Светлые идеи Бэра рассеяли и у немцев, в системе их общего права, остатки подобных преданий; на русской почве, в прибалтийской окраине, эти светлые построения имели, несомненно, большой успех.
[22] Выше мы имели случай указать очень любопытную игру юридического формализма в деле принудительного выкупа реальных участков московского гостиного двора городу Москве и замены, затем, старой тяжелой товарищеской организации новой формой акционерной компании (см. т. 1. С. 531).
[23] Всю область этой проблемы обширно, хотя, быть может, несколько расплывчато, старался осветить Ihering в Geist’e в ближайшем применении к римскому праву (см. особ. § 46 и 58).
[24] Обходы закона и симуляции как средства для этого не ограничиваются одной областью сделок; они способны отравлять весь юридический быт. При Петре мы видим симуляции дурачества (см. т. 1. С. 308-309), которые повели к необходимости свидетельствовать умалишенных в Сенате.
Русское общество и самые жертвы психозов до сих пор расплачиваются невозможно тяжелым способом удостоверять болезненное состояние рассудка за те проделки, к коим любили прибегать в старые годы люди высших классов, чтобы уклоняться от выполнения связанных с правами обязанностей.
Мы только что осуждали выше методу общего строения гражданских институтов по мерке способностей людей незрелых. Наше время приносит нам любопытную аргументацию против этого неправильного приема.
Наша практика знает случаи симулированной неграмотности со стороны именно этих незрелых ввиду того, что закон щадит неграмотных, и люди со слабо развитым сознанием долга ищут стать в ряды глупых, незрелых, неграмотных, только бы не нести наряду с другими ответственности, пользуясь наравне со всеми удобствами юридического быта.

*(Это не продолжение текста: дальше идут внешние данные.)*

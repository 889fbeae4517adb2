use thiserror::Error;

/// Error taxonomy for graph construction and checkpoint restoration
///
/// Most variants indicate caller bugs and fail fast; the exception is
/// `CheckpointNotFound`, which surfaces an external-resource failure and is
/// propagated unmodified without retrying.
#[derive(Error, Debug, Clone)]
pub enum EngineError {
    #[error("Invalid argument in operation '{operation}': {reason}")]
    InvalidArgument { operation: String, reason: String },

    #[error("Unsupported option '{option}' in operation '{operation}', supported: {supported:?}")]
    UnsupportedOption {
        operation: String,
        option: String,
        supported: Vec<String>,
    },

    #[error("Device overflow in operation '{operation}': collected {collected} sets for {n_devices} devices")]
    DeviceOverflow {
        operation: String,
        collected: usize,
        n_devices: usize,
    },

    #[error("Name collision in operation '{operation}': '{name}' {reason}")]
    NameCollision {
        operation: String,
        name: String,
        reason: String,
    },

    #[error("Checkpoint '{checkpoint_id}' not found: {details}")]
    CheckpointNotFound {
        checkpoint_id: String,
        details: String,
    },

    #[error("Precondition failed in operation '{operation}': {reason}")]
    Precondition { operation: String, reason: String },

    #[error("Shape mismatch in operation '{operation}': expected {expected}, got {got}")]
    ShapeMismatch {
        operation: String,
        expected: String,
        got: String,
    },

    #[error("IO error in operation '{operation}': {details}")]
    Io {
        operation: String,
        details: String,
        path: Option<String>,
    },

    #[error("Serialization error in operation '{operation}': {details}")]
    Serialization { operation: String, details: String },
}

impl EngineError {
    /// Create an invalid argument error with operation context
    pub fn invalid_argument(operation: &str, reason: impl Into<String>) -> Self {
        Self::InvalidArgument {
            operation: operation.to_string(),
            reason: reason.into(),
        }
    }

    /// Create an unsupported option error listing the supported choices
    pub fn unsupported_option(operation: &str, option: &str, supported: Vec<String>) -> Self {
        Self::UnsupportedOption {
            operation: operation.to_string(),
            option: option.to_string(),
            supported,
        }
    }

    /// Create a device overflow error
    pub fn device_overflow(operation: &str, collected: usize, n_devices: usize) -> Self {
        Self::DeviceOverflow {
            operation: operation.to_string(),
            collected,
            n_devices,
        }
    }

    /// Create a name collision error
    pub fn name_collision(operation: &str, name: &str, reason: impl Into<String>) -> Self {
        Self::NameCollision {
            operation: operation.to_string(),
            name: name.to_string(),
            reason: reason.into(),
        }
    }

    /// Create a checkpoint-not-found error
    pub fn checkpoint_not_found(checkpoint_id: &str, details: impl Into<String>) -> Self {
        Self::CheckpointNotFound {
            checkpoint_id: checkpoint_id.to_string(),
            details: details.into(),
        }
    }

    /// Create a precondition error
    pub fn precondition(operation: &str, reason: impl Into<String>) -> Self {
        Self::Precondition {
            operation: operation.to_string(),
            reason: reason.into(),
        }
    }

    /// Create a shape mismatch error
    pub fn shape_mismatch(operation: &str, expected: impl Into<String>, got: impl Into<String>) -> Self {
        Self::ShapeMismatch {
            operation: operation.to_string(),
            expected: expected.into(),
            got: got.into(),
        }
    }

    /// Create an IO error with an optional path
    pub fn io(operation: &str, details: impl Into<String>, path: Option<String>) -> Self {
        Self::Io {
            operation: operation.to_string(),
            details: details.into(),
            path,
        }
    }

    /// Create a serialization error
    pub fn serialization(operation: &str, details: impl Into<String>) -> Self {
        Self::Serialization {
            operation: operation.to_string(),
            details: details.into(),
        }
    }
}

/// Result type alias used throughout the engine
pub type Result<T> = std::result::Result<T, EngineError>;

#[cfg(test)]
mod tests {
    use super::*;

    #[test]
    fn test_error_display_carries_operation() {
        let err = EngineError::invalid_argument("add_to_collection", "empty name");
        assert!(err.to_string().contains("add_to_collection"));
        assert!(err.to_string().contains("empty name"));
    }

    #[test]
    fn test_checkpoint_not_found_display() {
        let err = EngineError::checkpoint_not_found("pretrained", "no file");
        assert!(err.to_string().contains("pretrained"));
    }
}
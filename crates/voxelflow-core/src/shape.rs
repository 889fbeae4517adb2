use serde::{Deserialize, Serialize};
use std::ops::Index;

/// Tensor dimensions
#[derive(Debug, Clone, PartialEq, Eq, Hash, Serialize, Deserialize)]
pub struct Shape {
    dims: Vec<usize>,
}

impl Shape {
    pub fn new(dims: Vec<usize>) -> Self {
        Self { dims }
    }

    pub fn from_slice(dims: &[usize]) -> Self {
        Self {
            dims: dims.to_vec(),
        }
    }

    /// Scalar shape (rank zero)
    pub fn scalar() -> Self {
        Self { dims: Vec::new() }
    }

    pub fn rank(&self) -> usize {
        self.dims.len()
    }

    /// Total number of elements
    pub fn size(&self) -> usize {
        self.dims.iter().product()
    }

    pub fn dims(&self) -> &[usize] {
        &self.dims
    }

    pub fn is_scalar(&self) -> bool {
        self.dims.is_empty()
    }

    pub fn to_vec(&self) -> Vec<usize> {
        self.dims.clone()
    }
}

impl Index<usize> for Shape {
    type Output = usize;

    fn index(&self, index: usize) -> &Self::Output {
        &self.dims[index]
    }
}

impl From<Vec<usize>> for Shape {
    fn from(dims: Vec<usize>) -> Self {
        Self::new(dims)
    }
}

impl From<&[usize]> for Shape {
    fn from(dims: &[usize]) -> Self {
        Self::from_slice(dims)
    }
}

impl std::fmt::Display for Shape {
    fn fmt(&self, f: &mut std::fmt::Formatter<'_>) -> std::fmt::Result {
        write!(f, "[")?;
        for (i, dim) in self.dims.iter().enumerate() {
            if i > 0 {
                write!(f, ", ")?;
            }
            write!(f, "{}", dim)?;
        }
        write!(f, "]")
    }
}

#[cfg(test)]
mod tests {
    use super::*;

    #[test]
    fn test_shape_basics() {
        let shape = Shape::from_slice(&[2, 3, 4]);
        assert_eq!(shape.rank(), 3);
        assert_eq!(shape.size(), 24);
        assert_eq!(shape[1], 3);
        assert!(!shape.is_scalar());
    }

    #[test]
    fn test_scalar_shape() {
        let shape = Shape::scalar();
        assert!(shape.is_scalar());
        assert_eq!(shape.rank(), 0);
        assert_eq!(shape.size(), 1);
    }

    #[test]
    fn test_display() {
        assert_eq!(Shape::from_slice(&[2, 3]).to_string(), "[2, 3]");
        assert_eq!(Shape::scalar().to_string(), "[]");
    }
}
fn manifest_to_stored<T>(entries: &[(&str, &Tensor<T>)]) -> Result<CheckpointManifest>
where
    T: ToPrimitive,
{
    let mut tensors = BTreeMap::new();
    for (name, tensor) in entries {
        let values = tensor
            .data()
            .iter()
            .map(|v| {
                v.to_f64().ok_or_else(|| {
                    EngineError::serialization(
                        "save_checkpoint",
                        format!("value in tensor '{}' not representable as f64", name),
                    )
                })
            })
            .collect::<Result<Vec<f64>>>()?;
        tensors.insert(
            name.to_string(),
            StoredTensor {
                shape: tensor.shape().to_vec(),
                values,
            },
        );
    }
    Ok(CheckpointManifest { tensors })
}

fn manifest_entries(manifest: &CheckpointManifest) -> Vec<TensorEntry> {
    manifest
        .tensors
        .iter()
        .map(|(name, stored)| TensorEntry {
            name: name.clone(),
            shape: Shape::from_slice(&stored.shape),
        })
        .collect()
}

fn lookup_stored(
    manifest: &CheckpointManifest,
    checkpoint_id: &str,
    name: &str,
) -> Result<StoredTensor> {
    manifest.tensors.get(name).cloned().ok_or_else(|| {
        EngineError::invalid_argument(
            "make_initializer",
            format!(
                "tensor '{}' not stored in checkpoint '{}'",
                name, checkpoint_id
            ),
        )
    })
}

/// Checkpoint store over a directory of `<id>.json` manifests
///
/// Identifiers that are themselves paths to existing manifest files resolve
/// directly; everything else resolves relative to the store root. Loaded
/// manifests are cached for the lifetime of the store.
pub struct DirCheckpointStore {
    root: PathBuf,
    cache: Mutex<HashMap<String, Arc<CheckpointManifest>>>,
}

impl DirCheckpointStore {
    pub fn new(root: impl Into<PathBuf>) -> Result<Self> {
        let root = root.into();
        if !root.exists() {
            std::fs::create_dir_all(&root).map_err(|e| {
                EngineError::io(
                    "DirCheckpointStore::new",
                    format!("failed to create checkpoint directory: {}", e),
                    Some(root.display().to_string()),
                )
            })?;
        }
        Ok(Self {
            root,
            cache: Mutex::new(HashMap::new()),
        })
    }

    pub fn root(&self) -> &Path {
        &self.root
    }

    fn checkpoint_path(&self, checkpoint_id: &str) -> PathBuf {
        let direct = PathBuf::from(checkpoint_id);
        if direct.is_file() {
            direct
        } else {
            self.root.join(format!("{}.json", checkpoint_id))
        }
    }

    /// Write a checkpoint manifest, replacing any previous one with this id
    pub fn save_checkpoint<T>(
        &self,
        checkpoint_id: &str,
        entries: &[(&str, &Tensor<T>)],
    ) -> Result<PathBuf>
    where
        T: ToPrimitive,
    {
        let manifest = manifest_to_stored(entries)?;
        let serialized = serde_json::to_string_pretty(&manifest).map_err(|e| {
            EngineError::serialization(
                "save_checkpoint",
                format!("failed to serialize checkpoint: {}", e),
            )
        })?;
        let path = self.root.join(format!("{}.json", checkpoint_id));
        std::fs::write(&path, serialized).map_err(|e| {
            EngineError::io(
                "save_checkpoint",
                format!("failed to write checkpoint: {}", e),
                Some(path.display().to_string()),
            )
        })?;
        if let Ok(mut cache) = self.cache.lock() {
            cache.remove(checkpoint_id);
        }
        log::debug!("saved checkpoint '{}' to {}", checkpoint_id, path.display());
        Ok(path)
    }

    fn load_manifest(&self, checkpoint_id: &str) -> Result<Arc<CheckpointManifest>> {
        if let Ok(cache) = self.cache.lock() {
            if let Some(manifest) = cache.get(checkpoint_id) {
                return Ok(Arc::clone(manifest));
            }
        }
        let path = self.checkpoint_path(checkpoint_id);
        let content = std::fs::read_to_string(&path).map_err(|e| {
            EngineError::checkpoint_not_found(
                checkpoint_id,
                format!("failed to read {}: {}", path.display(), e),
            )
        })?;
        let manifest: CheckpointManifest = serde_json::from_str(&content).map_err(|e| {
            EngineError::serialization(
                "load_manifest",
                format!("invalid checkpoint manifest {}: {}", path.display(), e),
            )
        })?;
        let manifest = Arc::new(manifest);
        if let Ok(mut cache) = self.cache.lock() {
            cache.insert(checkpoint_id.to_string(), Arc::clone(&manifest));
        }
        Ok(manifest)
    }
}
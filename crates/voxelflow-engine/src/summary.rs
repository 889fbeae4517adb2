//! Visualization summary kinds and summary ops
//!
//! A summary op records a tagged tensor to be rendered by an external
//! visualization backend. The set of kinds is closed; kind strings coming
//! from configuration are validated by [`SummaryKind::from_str`] before any
//! collector state is touched.

use std::str::FromStr;
use voxelflow_core::{EngineError, Tensor};

/// Supported visualization kinds
///
/// The `image3_*` kinds tag a volume for mid-plane display along one of the
/// three anatomical orientations.
#[derive(Debug, Clone, Copy, PartialEq, Eq, Hash)]
pub enum SummaryKind {
    Scalar,
    Histogram,
    Image,
    Image3Sagittal,
    Image3Coronal,
    Image3Axial,
}

impl SummaryKind {
    pub const ALL: [SummaryKind; 6] = [
        SummaryKind::Scalar,
        SummaryKind::Histogram,
        SummaryKind::Image,
        SummaryKind::Image3Sagittal,
        SummaryKind::Image3Coronal,
        SummaryKind::Image3Axial,
    ];

    pub fn name(&self) -> &'static str {
        match self {
            SummaryKind::Scalar => "scalar",
            SummaryKind::Histogram => "histogram",
            SummaryKind::Image => "image",
            SummaryKind::Image3Sagittal => "image3_sagittal",
            SummaryKind::Image3Coronal => "image3_coronal",
            SummaryKind::Image3Axial => "image3_axial",
        }
    }

    /// The builder function registered for this kind
    pub fn builder<T: Clone>(self) -> SummaryFn<T> {
        match self {
            SummaryKind::Scalar => scalar::<T>,
            SummaryKind::Histogram => histogram::<T>,
            SummaryKind::Image => image::<T>,
            SummaryKind::Image3Sagittal => image3_sagittal::<T>,
            SummaryKind::Image3Coronal => image3_coronal::<T>,
            SummaryKind::Image3Axial => image3_axial::<T>,
        }
    }
}

impl std::fmt::Display for SummaryKind {
    fn fmt(&self, f: &mut std::fmt::Formatter<'_>) -> std::fmt::Result {
        write!(f, "{}", self.name())
    }
}

impl FromStr for SummaryKind {
    type Err = EngineError;

    fn from_str(s: &str) -> Result<Self, Self::Err> {
        Self::ALL
            .iter()
            .copied()
            .find(|kind| kind.name() == s)
            .ok_or_else(|| {
                EngineError::unsupported_option(
                    "summary_kind",
                    s,
                    Self::ALL.iter().map(|k| k.name().to_string()).collect(),
                )
            })
    }
}

/// A tagged tensor pending visualization
#[derive(Debug, Clone)]
pub struct SummaryOp<T> {
    tag: String,
    kind: SummaryKind,
    tensor: Tensor<T>,
}

impl<T> SummaryOp<T> {
    pub fn tag(&self) -> &str {
        &self.tag
    }

    pub fn kind(&self) -> SummaryKind {
        self.kind
    }

    pub fn tensor(&self) -> &Tensor<T> {
        &self.tensor
    }
}

/// Signature of the per-kind summary builders
pub type SummaryFn<T> = fn(&str, &Tensor<T>) -> SummaryOp<T>;

fn tagged<T: Clone>(tag: &str, kind: SummaryKind, tensor: &Tensor<T>) -> SummaryOp<T> {
    SummaryOp {
        tag: tag.to_string(),
        kind,
        tensor: tensor.clone(),
    }
}

pub fn scalar<T: Clone>(tag: &str, tensor: &Tensor<T>) -> SummaryOp<T> {
    tagged(tag, SummaryKind::Scalar, tensor)
}

pub fn histogram<T: Clone>(tag: &str, tensor: &Tensor<T>) -> SummaryOp<T> {
    tagged(tag, SummaryKind::Histogram, tensor)
}

pub fn image<T: Clone>(tag: &str, tensor: &Tensor<T>) -> SummaryOp<T> {
    tagged(tag, SummaryKind::Image, tensor)
}

pub fn image3_sagittal<T: Clone>(tag: &str, tensor: &Tensor<T>) -> SummaryOp<T> {
    tagged(tag, SummaryKind::Image3Sagittal, tensor)
}

pub fn image3_coronal<T: Clone>(tag: &str, tensor: &Tensor<T>) -> SummaryOp<T> {
    tagged(tag, SummaryKind::Image3Coronal, tensor)
}

pub fn image3_axial<T: Clone>(tag: &str, tensor: &Tensor<T>) -> SummaryOp<T> {
    tagged(tag, SummaryKind::Image3Axial, tensor)
}

/// The single handle produced by merging all registered summary ops
#[derive(Debug, Clone)]
pub struct MergedSummary<T> {
    ops: Vec<SummaryOp<T>>,
}

impl<T> MergedSummary<T> {
    pub fn new(ops: Vec<SummaryOp<T>>) -> Self {
        Self { ops }
    }

    pub fn ops(&self) -> &[SummaryOp<T>] {
        &self.ops
    }

    pub fn len(&self) -> usize {
        self.ops.len()
    }

    pub fn is_empty(&self) -> bool {
        self.ops.is_empty()
    }

    /// Tags in registration order
    pub fn tags(&self) -> Vec<&str> {
        self.ops.iter().map(|op| op.tag()).collect()
    }
}

#[cfg(test)]
mod tests {
    use super::*;

    #[test]
    fn test_from_str_round_trip() {
        for kind in SummaryKind::ALL {
            assert_eq!(kind.name().parse::<SummaryKind>().unwrap(), kind);
        }
    }

    #[test]
    fn test_from_str_rejects_unknown_kind() {
        let err = "bogus".parse::<SummaryKind>().unwrap_err();
        match err {
            EngineError::UnsupportedOption { option, supported, .. } => {
                assert_eq!(option, "bogus");
                assert!(supported.contains(&"image3_axial".to_string()));
            }
            other => panic!("unexpected error: {}", other),
        }
    }

    #[test]
    fn test_builder_produces_tagged_op() {
        let t = Tensor::from_scalar(1.0f32);
        let op = SummaryKind::Image3Coronal.builder()("lesion", &t);
        assert_eq!(op.tag(), "lesion");
        assert_eq!(op.kind(), SummaryKind::Image3Coronal);
    }
}
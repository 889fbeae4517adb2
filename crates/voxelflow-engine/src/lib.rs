//! Engine-side variable management for VoxelfloweRS
//!
//! This crate organizes what a training/inference graph produces and how a
//! graph gets its parameter values:
//!
//! - [`GradientsCollector`] gathers one gradient set per compute device
//!   during graph construction and serves the cross-device average to the
//!   application driver.
//! - [`OutputsCollector`] groups named result tensors into console, network
//!   output and summary buckets, with deterministic rename-on-collision and
//!   per-device averaging at finalise time.
//! - [`RestoreRegistry`] + [`RestoreOrchestrator`] selectively restore
//!   trained parameters from checkpoints into a subset of the graph's
//!   variables, first-sorted scope winning, and freshly initialise the rest
//!   through one combined [`RestoreOp`].
//!
//! All registration happens single-threaded during graph construction, once
//! per device in device order; the produced ops are handed off whole to the
//! execution driver.

#![allow(clippy::result_large_err)]

pub mod checkpoint;
pub mod gradients;
pub mod outputs;
pub mod registry;
pub mod restore;
pub mod summary;

pub use checkpoint::{
    CheckpointHandle, CheckpointResolver, DirCheckpointStore, MemoryCheckpointStore,
    RestoreInitializerFactory, TensorEntry, ValueInitializer,
};
pub use gradients::{average_gradients, GradientPair, GradientSet, GradientsCollector};
pub use outputs::{Bucket, CollectedValue, CollectionView, OutputsCollector};
pub use registry::{RegistryEntry, RestoreRegistry};
pub use restore::{
    checkpoint_relative_name, split_checkpoint_name, RestoreOp, RestoreOrchestrator,
};
pub use summary::{MergedSummary, SummaryFn, SummaryKind, SummaryOp};
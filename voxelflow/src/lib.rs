//! # VoxelfloweRS - Volumetric Deep Learning Training Engine
//!
//! VoxelfloweRS manages the engine side of training and inference for
//! volumetric (medical imaging) networks: it collects what a computation
//! graph produces and decides how a graph gets its parameter values.
//!
//! - **Output collection**: named result tensors grouped into console,
//!   network-output and summary buckets, with cross-device averaging
//! - **Gradient collection**: one gradient set per compute device, averaged
//!   for the training op
//! - **Partial restoration**: trained parameters restored from checkpoints
//!   into a subset of a larger graph's variables, with scope-based
//!   precedence so nested scopes do not double-restore
//!
//! ## Quick Start
//!
//! ```rust
//! use voxelflow::prelude::*;
//!
//! # fn main() -> voxelflow::core::Result<()> {
//! // graph construction registers variables and restore intents
//! let mut graph = VariableStore::<f32>::new();
//! let w = graph.add_variable(
//!     "seg/conv/w",
//!     Shape::from_slice(&[3, 3]),
//!     Initializer::Zeros,
//! )?;
//!
//! let mut registry = RestoreRegistry::new();
//! registry.register("seg", "pretrained", "backbone");
//!
//! // collectors are populated once per device
//! let mut outputs = OutputsCollector::new(2)?;
//! outputs.add_to_console(Tensor::from_scalar(0.5f32), "loss", true)?;
//! outputs.add_to_console(Tensor::from_scalar(0.7f32), "loss", true)?;
//! outputs.finalise()?;
//!
//! // after all devices are built, the restore op initialises the graph
//! let checkpoints = MemoryCheckpointStore::new();
//! let restore_op =
//!     RestoreOrchestrator::new(&graph, &registry, &checkpoints, &checkpoints).build(None);
//! // "pretrained" is not in the store, so graph setup aborts here
//! assert!(restore_op.is_err());
//! # let _ = w;
//! # Ok(())
//! # }
//! ```
//!
//! ## Architecture
//!
//! VoxelfloweRS is organized into focused crates:
//!
//! - [`core`]: tensors, shapes, dtypes, variables and the error taxonomy
//! - [`engine`]: collectors, restore registry/orchestrator and checkpoint
//!   interfaces

#![deny(missing_docs)]
#![warn(clippy::all)]

// Re-export all public APIs from subcrates
pub use voxelflow_core as core;
pub use voxelflow_engine as engine;

/// Prelude module for convenient imports
///
/// Re-exports the most commonly used types so applications can get started
/// with a single glob import:
///
/// ```rust
/// use voxelflow::prelude::*;
/// ```
pub mod prelude {
    // Core types
    pub use crate::core::{DType, Initializer, Shape, Tensor, Variable, VariableStore};

    // Collectors
    pub use crate::engine::{Bucket, GradientSet, GradientsCollector, OutputsCollector};

    // Summaries
    pub use crate::engine::{MergedSummary, SummaryKind};

    // Restoration
    pub use crate::engine::{
        CheckpointResolver, DirCheckpointStore, MemoryCheckpointStore, RegistryEntry,
        RestoreOrchestrator, RestoreRegistry,
    };
}

/// The version of the VoxelfloweRS engine
pub const VERSION: &str = env!("CARGO_PKG_VERSION");

/// Returns the version string of VoxelfloweRS
pub fn version() -> &'static str {
    VERSION
}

Есть случаи в кассационной практике, где лица весьма видных служебных положений, состоящие в то же время под опекой за неоплатные долги, настаивают, чтоб им, в качестве опекаемых, по силе особых указов, предоставлена была вся безответственность настоящих детей, без лишения их, однако, возможности опять делать долги на праве совершенно взрослых людей (кас. реш. за 1877 г. N 30, 156).
Итак, иной раз хорошо иметь в руках свидетельство грамотности, аттестат зрелости; но есть случаи, где свидетельство незрелости, безграмотности окажется ценнее всяких других.
[25] См. для примера указ от 1700 г. в П. С. З. N 1805; подобных немало в Полном Собрании Законов.
[26] Бэр, безусловно, против выражения “…сделка ничтожна” в указанном выше параграфом 117-м нем. код. смысле. Его аргументация любопытна (см.: Контрпроект. С. 28, примеч. к § 112).
В указанном параграфе нем. код. не видно последствий, которые “ничтожная” сделка может повлечь за собой по отношению к третьим лицам, особенно, если в ее совершении соучаствовали публичные органы (Регельсбергер. Pandekten. С. 517. § 141 и прим.). С явлениями этого рода мы будем иметь случай не раз встретиться в курсе.
[27] Из сделок “неподвижных” (по терминологии Бринца) наиболее для этой цели пригоден, конечно, заем, который хотя не представляет собой абстрактного обещания суммы, но все же обещание суммы и будет иметь силу не только когда в основе лежит реальная дача суммы, но и в таких случаях, где дачи не было, и заемным обязательством покрываются долги, возникшие по другим основаниям (Т. X. Ч. 1. Ст. 2017).
[28] Неудобства дадут себя чувствовать в случае пропажи принятых на сохранение денег и в разных комбинациях конкурсного производства (см. частью ниже указ. на ст. 2114. Т. X. Ч. I).
[29] Pandekten. 8-е изд. Т. I. С. 324 (§ 75, примеч. I с): die Mentalreservation ist desswegen unwirksam weil das Recht nicht zugestehen kann, dass Jemand sich auf seine Luge berafe. Ту же вся предшествующая литература.
[30] Ср. § 118 и 122 нов. имп. Улож. По этим вопросам не мало потрудился Иосиф Колер (Kohler) в ряде статей в Jahrbucher Ihering’a (Bd. 19 и 28), также Hartmann (там же. Bd. 20).